● Task requirements
Please filter the data down to the lines that include the word "removed" and copy them.

---------- Material for this exercise

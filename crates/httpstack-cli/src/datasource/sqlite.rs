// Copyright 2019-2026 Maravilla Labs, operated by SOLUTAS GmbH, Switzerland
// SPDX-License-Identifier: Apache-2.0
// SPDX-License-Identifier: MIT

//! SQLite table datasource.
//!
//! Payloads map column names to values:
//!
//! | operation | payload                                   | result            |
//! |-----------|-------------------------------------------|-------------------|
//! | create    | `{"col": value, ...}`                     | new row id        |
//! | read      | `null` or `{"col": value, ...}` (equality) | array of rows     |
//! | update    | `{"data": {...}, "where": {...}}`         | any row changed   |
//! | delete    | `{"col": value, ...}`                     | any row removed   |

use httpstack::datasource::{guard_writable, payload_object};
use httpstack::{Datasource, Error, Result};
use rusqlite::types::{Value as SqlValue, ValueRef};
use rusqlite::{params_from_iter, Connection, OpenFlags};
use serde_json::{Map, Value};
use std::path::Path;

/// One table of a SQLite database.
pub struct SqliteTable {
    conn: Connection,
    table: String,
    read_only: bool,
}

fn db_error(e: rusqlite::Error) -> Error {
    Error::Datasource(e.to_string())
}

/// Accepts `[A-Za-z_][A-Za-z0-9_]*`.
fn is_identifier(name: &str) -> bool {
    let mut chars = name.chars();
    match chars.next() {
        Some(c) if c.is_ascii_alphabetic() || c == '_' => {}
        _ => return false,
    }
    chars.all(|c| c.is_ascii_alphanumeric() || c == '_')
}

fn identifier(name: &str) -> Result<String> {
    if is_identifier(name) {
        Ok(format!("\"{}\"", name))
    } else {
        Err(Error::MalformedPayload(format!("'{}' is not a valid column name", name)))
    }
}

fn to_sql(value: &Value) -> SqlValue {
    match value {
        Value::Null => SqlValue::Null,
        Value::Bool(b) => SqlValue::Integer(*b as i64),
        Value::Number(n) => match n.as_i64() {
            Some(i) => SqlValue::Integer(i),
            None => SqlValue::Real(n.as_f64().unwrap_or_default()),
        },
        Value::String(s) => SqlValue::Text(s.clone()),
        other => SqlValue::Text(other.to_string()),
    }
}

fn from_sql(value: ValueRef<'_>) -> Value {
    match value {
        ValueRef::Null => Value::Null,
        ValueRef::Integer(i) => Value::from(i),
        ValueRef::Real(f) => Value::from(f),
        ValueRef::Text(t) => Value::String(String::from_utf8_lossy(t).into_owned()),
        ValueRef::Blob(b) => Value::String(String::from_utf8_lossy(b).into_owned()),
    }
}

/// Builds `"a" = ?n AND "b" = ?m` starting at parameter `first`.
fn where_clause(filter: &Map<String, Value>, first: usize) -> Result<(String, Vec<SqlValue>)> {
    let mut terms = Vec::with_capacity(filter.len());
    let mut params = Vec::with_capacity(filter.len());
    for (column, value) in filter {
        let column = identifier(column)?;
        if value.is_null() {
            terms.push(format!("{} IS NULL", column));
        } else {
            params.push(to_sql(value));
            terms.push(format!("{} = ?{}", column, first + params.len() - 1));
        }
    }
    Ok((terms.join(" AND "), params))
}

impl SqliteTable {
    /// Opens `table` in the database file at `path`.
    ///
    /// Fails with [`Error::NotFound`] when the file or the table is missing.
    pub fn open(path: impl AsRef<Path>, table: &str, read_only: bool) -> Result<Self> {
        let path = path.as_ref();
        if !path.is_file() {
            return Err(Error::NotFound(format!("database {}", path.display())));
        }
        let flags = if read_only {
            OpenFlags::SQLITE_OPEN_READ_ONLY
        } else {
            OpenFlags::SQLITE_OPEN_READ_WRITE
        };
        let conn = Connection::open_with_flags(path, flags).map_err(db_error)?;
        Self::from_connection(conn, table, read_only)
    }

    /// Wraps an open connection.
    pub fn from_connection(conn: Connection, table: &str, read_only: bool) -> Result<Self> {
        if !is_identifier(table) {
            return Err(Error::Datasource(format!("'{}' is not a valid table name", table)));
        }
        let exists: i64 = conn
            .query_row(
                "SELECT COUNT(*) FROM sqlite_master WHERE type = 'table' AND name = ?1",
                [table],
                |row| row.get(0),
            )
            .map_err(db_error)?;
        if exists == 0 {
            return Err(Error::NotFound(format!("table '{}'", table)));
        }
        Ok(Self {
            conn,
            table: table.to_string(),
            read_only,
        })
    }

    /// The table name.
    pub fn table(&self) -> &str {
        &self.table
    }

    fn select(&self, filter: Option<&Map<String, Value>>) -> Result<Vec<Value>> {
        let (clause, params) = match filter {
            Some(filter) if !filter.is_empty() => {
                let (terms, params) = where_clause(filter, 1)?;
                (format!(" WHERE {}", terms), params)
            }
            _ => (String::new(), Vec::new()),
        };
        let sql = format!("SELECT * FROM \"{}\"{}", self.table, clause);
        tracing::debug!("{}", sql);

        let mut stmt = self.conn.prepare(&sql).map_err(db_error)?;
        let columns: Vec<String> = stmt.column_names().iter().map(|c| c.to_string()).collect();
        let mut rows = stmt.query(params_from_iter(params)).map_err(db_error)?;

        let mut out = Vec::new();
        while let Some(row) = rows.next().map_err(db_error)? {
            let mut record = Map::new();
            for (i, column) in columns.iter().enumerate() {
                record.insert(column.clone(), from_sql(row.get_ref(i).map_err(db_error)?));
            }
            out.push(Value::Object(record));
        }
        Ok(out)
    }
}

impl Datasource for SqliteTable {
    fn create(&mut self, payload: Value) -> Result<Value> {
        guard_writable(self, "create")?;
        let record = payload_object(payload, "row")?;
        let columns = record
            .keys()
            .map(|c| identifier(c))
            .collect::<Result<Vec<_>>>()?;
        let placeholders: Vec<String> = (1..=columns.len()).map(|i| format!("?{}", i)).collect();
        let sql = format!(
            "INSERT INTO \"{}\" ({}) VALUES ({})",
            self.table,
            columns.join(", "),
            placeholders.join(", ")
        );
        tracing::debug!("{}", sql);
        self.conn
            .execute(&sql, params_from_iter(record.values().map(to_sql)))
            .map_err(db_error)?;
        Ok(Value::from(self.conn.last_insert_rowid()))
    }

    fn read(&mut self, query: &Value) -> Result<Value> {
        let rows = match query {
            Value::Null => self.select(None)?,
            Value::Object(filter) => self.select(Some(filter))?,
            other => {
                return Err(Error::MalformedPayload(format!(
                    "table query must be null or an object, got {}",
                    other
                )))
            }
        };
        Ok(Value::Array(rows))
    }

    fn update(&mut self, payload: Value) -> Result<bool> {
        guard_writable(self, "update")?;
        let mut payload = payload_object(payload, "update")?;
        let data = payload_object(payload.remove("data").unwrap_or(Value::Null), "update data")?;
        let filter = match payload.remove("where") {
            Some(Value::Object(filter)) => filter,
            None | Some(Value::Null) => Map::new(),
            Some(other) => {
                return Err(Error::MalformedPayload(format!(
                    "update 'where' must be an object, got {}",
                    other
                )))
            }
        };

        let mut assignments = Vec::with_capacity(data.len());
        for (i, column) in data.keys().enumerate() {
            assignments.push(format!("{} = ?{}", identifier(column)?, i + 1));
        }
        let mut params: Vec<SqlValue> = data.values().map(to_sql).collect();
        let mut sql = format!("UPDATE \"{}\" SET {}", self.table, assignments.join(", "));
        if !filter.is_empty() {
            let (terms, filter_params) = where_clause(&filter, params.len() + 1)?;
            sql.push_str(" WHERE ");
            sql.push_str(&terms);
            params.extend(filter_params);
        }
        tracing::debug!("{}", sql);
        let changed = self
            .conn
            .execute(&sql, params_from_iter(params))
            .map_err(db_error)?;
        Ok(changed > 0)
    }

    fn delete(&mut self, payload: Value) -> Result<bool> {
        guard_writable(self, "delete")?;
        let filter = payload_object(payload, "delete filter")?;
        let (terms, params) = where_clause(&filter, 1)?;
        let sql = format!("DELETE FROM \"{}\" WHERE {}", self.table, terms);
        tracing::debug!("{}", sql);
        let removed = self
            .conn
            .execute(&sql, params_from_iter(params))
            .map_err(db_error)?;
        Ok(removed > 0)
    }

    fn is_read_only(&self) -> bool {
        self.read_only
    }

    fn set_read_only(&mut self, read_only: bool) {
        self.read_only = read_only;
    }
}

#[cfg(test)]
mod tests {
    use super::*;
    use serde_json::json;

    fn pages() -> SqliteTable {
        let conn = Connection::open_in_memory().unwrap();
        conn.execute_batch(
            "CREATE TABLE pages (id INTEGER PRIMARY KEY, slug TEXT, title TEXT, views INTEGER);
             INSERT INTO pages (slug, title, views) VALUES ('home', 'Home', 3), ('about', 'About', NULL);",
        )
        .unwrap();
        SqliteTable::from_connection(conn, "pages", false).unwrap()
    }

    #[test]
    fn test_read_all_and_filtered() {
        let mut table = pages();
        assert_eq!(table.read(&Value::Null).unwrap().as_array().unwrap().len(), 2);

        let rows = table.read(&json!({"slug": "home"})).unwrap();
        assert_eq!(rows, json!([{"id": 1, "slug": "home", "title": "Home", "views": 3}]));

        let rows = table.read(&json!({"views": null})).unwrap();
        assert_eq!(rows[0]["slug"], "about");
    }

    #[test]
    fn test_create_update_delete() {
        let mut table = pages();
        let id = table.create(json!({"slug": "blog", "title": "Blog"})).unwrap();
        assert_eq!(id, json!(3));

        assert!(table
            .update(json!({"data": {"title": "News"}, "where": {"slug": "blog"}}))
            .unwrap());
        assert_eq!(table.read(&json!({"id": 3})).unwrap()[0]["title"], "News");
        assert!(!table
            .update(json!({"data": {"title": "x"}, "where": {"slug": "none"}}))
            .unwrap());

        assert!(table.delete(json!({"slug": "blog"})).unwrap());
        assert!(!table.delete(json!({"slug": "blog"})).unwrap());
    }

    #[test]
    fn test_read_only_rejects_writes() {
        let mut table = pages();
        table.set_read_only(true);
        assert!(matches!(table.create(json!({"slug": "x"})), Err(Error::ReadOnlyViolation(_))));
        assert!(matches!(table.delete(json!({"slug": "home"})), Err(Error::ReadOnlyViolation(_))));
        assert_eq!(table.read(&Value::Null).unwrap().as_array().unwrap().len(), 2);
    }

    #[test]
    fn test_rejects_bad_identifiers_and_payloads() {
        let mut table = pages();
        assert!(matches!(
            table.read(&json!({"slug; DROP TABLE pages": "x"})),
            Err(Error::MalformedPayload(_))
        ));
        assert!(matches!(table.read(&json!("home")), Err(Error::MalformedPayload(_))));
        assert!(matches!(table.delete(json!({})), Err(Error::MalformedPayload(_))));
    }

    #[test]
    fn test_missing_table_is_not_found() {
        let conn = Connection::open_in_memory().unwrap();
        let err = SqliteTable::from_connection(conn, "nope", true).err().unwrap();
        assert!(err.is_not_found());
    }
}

--------------------

● Output below
//! | delete    | `{"col": value, ...}`                     | any row removed   |
        let removed = self
        Ok(removed > 0)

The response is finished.